_Data to process_:
//! Reconstructed combat records and replay state frames

use crate::domain::geometry::Vec3;
use crate::domain::types::{PlayerId, Timestamp};
use serde::Serialize;

#[derive(Debug, Clone, Copy, PartialEq, Eq, Serialize)]
#[serde(rename_all = "snake_case")]
pub enum CombatKind {
    /// Shot that registered directly against a player
    Damage,
    /// Shot against terrain or a structure, recipient inferred geometrically
    HitAttempt,
    Elimination,
}

impl CombatKind {
    pub fn as_str(&self) -> &'static str {
        match self {
            CombatKind::Damage => "damage",
            CombatKind::HitAttempt => "hit_attempt",
            CombatKind::Elimination => "elimination",
        }
    }
}

/// A time- and zone-resolved damage, hit-attempt or elimination record
#[derive(Debug, Clone, PartialEq, Serialize)]
pub struct CombatEvent {
    pub kind: CombatKind,
    pub timestamp: Timestamp,
    pub zone: u8,
    pub weapon_id: String,
    pub weapon_type: Option<String>,
    pub actor_id: PlayerId,
    pub recipient_id: PlayerId,
    pub actor_position: Vec3,
    pub recipient_position: Vec3,
    /// Euclidean distance between the two positions (cm)
    pub distance: f64,
    /// Absent for hit attempts
    pub damage: Option<f64>,
}

impl CombatEvent {
    /// Seconds elapsed since `match_start` (µs on the same clock)
    pub fn game_time_seconds(&self, match_start: Timestamp) -> f64 {
        (self.timestamp - match_start) as f64 / 1_000_000.0
    }
}

pub const DEFAULT_HEALTH: f64 = 100.0;

/// Per-entity replay state
#[derive(Debug, Clone, Copy, PartialEq, Serialize)]
pub struct PlayerState {
    pub position: Vec3,
    pub yaw: f64,
    pub health: f64,
    pub shield: f64,
    pub alive: bool,
    pub knocked: bool,
}

impl PlayerState {
    pub fn spawn(origin: Vec3) -> Self {
        Self {
            position: origin,
            yaw: 0.0,
            health: DEFAULT_HEALTH,
            shield: 0.0,
            alive: true,
            knocked: false,
        }
    }

    pub fn eliminate(&mut self) {
        self.health = 0.0;
        self.shield = 0.0;
        self.alive = false;
        self.knocked = false;
    }

    pub fn restore(&mut self) {
        self.alive = true;
        self.knocked = false;
    }
}

impl Default for PlayerState {
    fn default() -> Self {
        Self::spawn(Vec3::ZERO)
    }
}

/// Snapshot of every tracked entity at one sample tick.
///
/// `states` is in the same order as the replay's player index.
#[derive(Debug, Clone, PartialEq, Serialize)]
pub struct Frame {
    pub tick: u64,
    pub timestamp: Timestamp,
    pub states: Vec<PlayerState>,
}

#[cfg(test)]
mod tests {
    use super::*;

    #[test]
    fn test_spawn_defaults() {
        let state = PlayerState::spawn(Vec3::new(1.0, 2.0, 3.0));
        assert_eq!(state.health, 100.0);
        assert_eq!(state.shield, 0.0);
        assert!(state.alive);
        assert!(!state.knocked);
        assert_eq!(state.position, Vec3::new(1.0, 2.0, 3.0));
    }

    #[test]
    fn test_eliminate_then_restore() {
        let mut state = PlayerState::default();
        state.shield = 50.0;
        state.knocked = true;
        state.eliminate();
        assert_eq!(state.health, 0.0);
        assert_eq!(state.shield, 0.0);
        assert!(!state.alive);
        assert!(!state.knocked);

        state.restore();
        assert!(state.alive);
        assert!(!state.knocked);
    }

    #[test]
    fn test_game_time_seconds() {
        let event = CombatEvent {
            kind: CombatKind::Damage,
            timestamp: 3_500_000,
            zone: 1,
            weapon_id: "ar".into(),
            weapon_type: None,
            actor_id: PlayerId::new("a"),
            recipient_id: PlayerId::new("b"),
            actor_position: Vec3::ZERO,
            recipient_position: Vec3::ZERO,
            distance: 0.0,
            damage: Some(20.0),
        };
        assert!((event.game_time_seconds(1_000_000) - 2.5).abs() < 1e-9);
    }
}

_What the task asks_: What is needed is an exact transcription of every record above.

_Answer section_:
//! Reconstructed combat records and replay state frames

use crate::domain::geometry::Vec3;
use crate::domain::types::{PlayerId, Timestamp};
use serde::Serialize;

#[derive(Debug, Clone, Copy, PartialEq, Eq, Serialize)]
#[serde(rename_all = "snake_case")]
pub enum CombatKind {
    /// Shot that registered directly against a player
    Damage,
    /// Shot against terrain or a structure, recipient inferred geometrically
    HitAttempt,
    Elimination,
}

impl CombatKind {
    pub fn as_str(&self) -> &'static str {
        match self {
            CombatKind::Damage => "damage",
            CombatKind::HitAttempt => "hit_attempt",
            CombatKind::Elimination => "elimination",
        }
    }
}

/// A time- and zone-resolved damage, hit-attempt or elimination record
#[derive(Debug, Clone, PartialEq, Serialize)]
pub struct CombatEvent {
    pub kind: CombatKind,
    pub timestamp: Timestamp,
    pub zone: u8,
    pub weapon_id: String,
    pub weapon_type: Option<String>,
    pub actor_id: PlayerId,
    pub recipient_id: PlayerId,
    pub actor_position: Vec3,
    pub recipient_position: Vec3,
    /// Euclidean distance between the two positions (cm)
    pub distance: f64,
    /// Absent for hit attempts
    pub damage: Option<f64>,
}

impl CombatEvent {
    /// Seconds elapsed since `match_start` (µs on the same clock)
    pub fn game_time_seconds(&self, match_start: Timestamp) -> f64 {
        (self.timestamp - match_start) as f64 / 1_000_000.0
    }
}

pub const DEFAULT_HEALTH: f64 = 100.0;

/// Per-entity replay state
#[derive(Debug, Clone, Copy, PartialEq, Serialize)]
pub struct PlayerState {
    pub position: Vec3,
    pub yaw: f64,
    pub health: f64,
    pub shield: f64,
    pub alive: bool,
    pub knocked: bool,
}

impl PlayerState {
    pub fn spawn(origin: Vec3) -> Self {
        Self {
            position: origin,
            yaw: 0.0,
            health: DEFAULT_HEALTH,
            shield: 0.0,
            alive: true,
            knocked: false,
        }
    }

    pub fn eliminate(&mut self) {
        self.health = 0.0;
        self.shield = 0.0;
        self.alive = false;
        self.knocked = false;
    }

    pub fn restore(&mut self) {
        self.alive = true;
        self.knocked = false;
    }
}

impl Default for PlayerState {
    fn default() -> Self {
        Self::spawn(Vec3::ZERO)
    }
}

/// Snapshot of every tracked entity at one sample tick.
///
/// `states` is in the same order as the replay's player index.
#[derive(Debug, Clone, PartialEq, Serialize)]
pub struct Frame {
    pub tick: u64,
    pub timestamp: Timestamp,
    pub states: Vec<PlayerState>,
}

#[cfg(test)]
mod tests {
    use super::*;

    #[test]
    fn test_spawn_defaults() {
        let state = PlayerState::spawn(Vec3::new(1.0, 2.0, 3.0));
        assert_eq!(state.health, 100.0);
        assert_eq!(state.shield, 0.0);
        assert!(state.alive);
        assert!(!state.knocked);
        assert_eq!(state.position, Vec3::new(1.0, 2.0, 3.0));
    }

    #[test]
    fn test_eliminate_then_restore() {
        let mut state = PlayerState::default();
        state.shield = 50.0;
        state.knocked = true;
        state.eliminate();
        assert_eq!(state.health, 0.0);
        assert_eq!(state.shield, 0.0);
        assert!(!state.alive);
        assert!(!state.knocked);

        state.restore();
        assert!(state.alive);
        assert!(!state.knocked);
    }

    #[test]
    fn test_game_time_seconds() {
        let event = CombatEvent {
            kind: CombatKind::Damage,
            timestamp: 3_500_000,
            zone: 1,
            weapon_id: "ar".into(),
            weapon_type: None,
            actor_id: PlayerId::new("a"),
            recipient_id: PlayerId::new("b"),
            actor_position: Vec3::ZERO,
            recipient_position: Vec3::ZERO,
            distance: 0.0,
            damage: Some(20.0),
        };
        assert!((event.game_time_seconds(1_000_000) - 2.5).abs() < 1e-9);
    }
}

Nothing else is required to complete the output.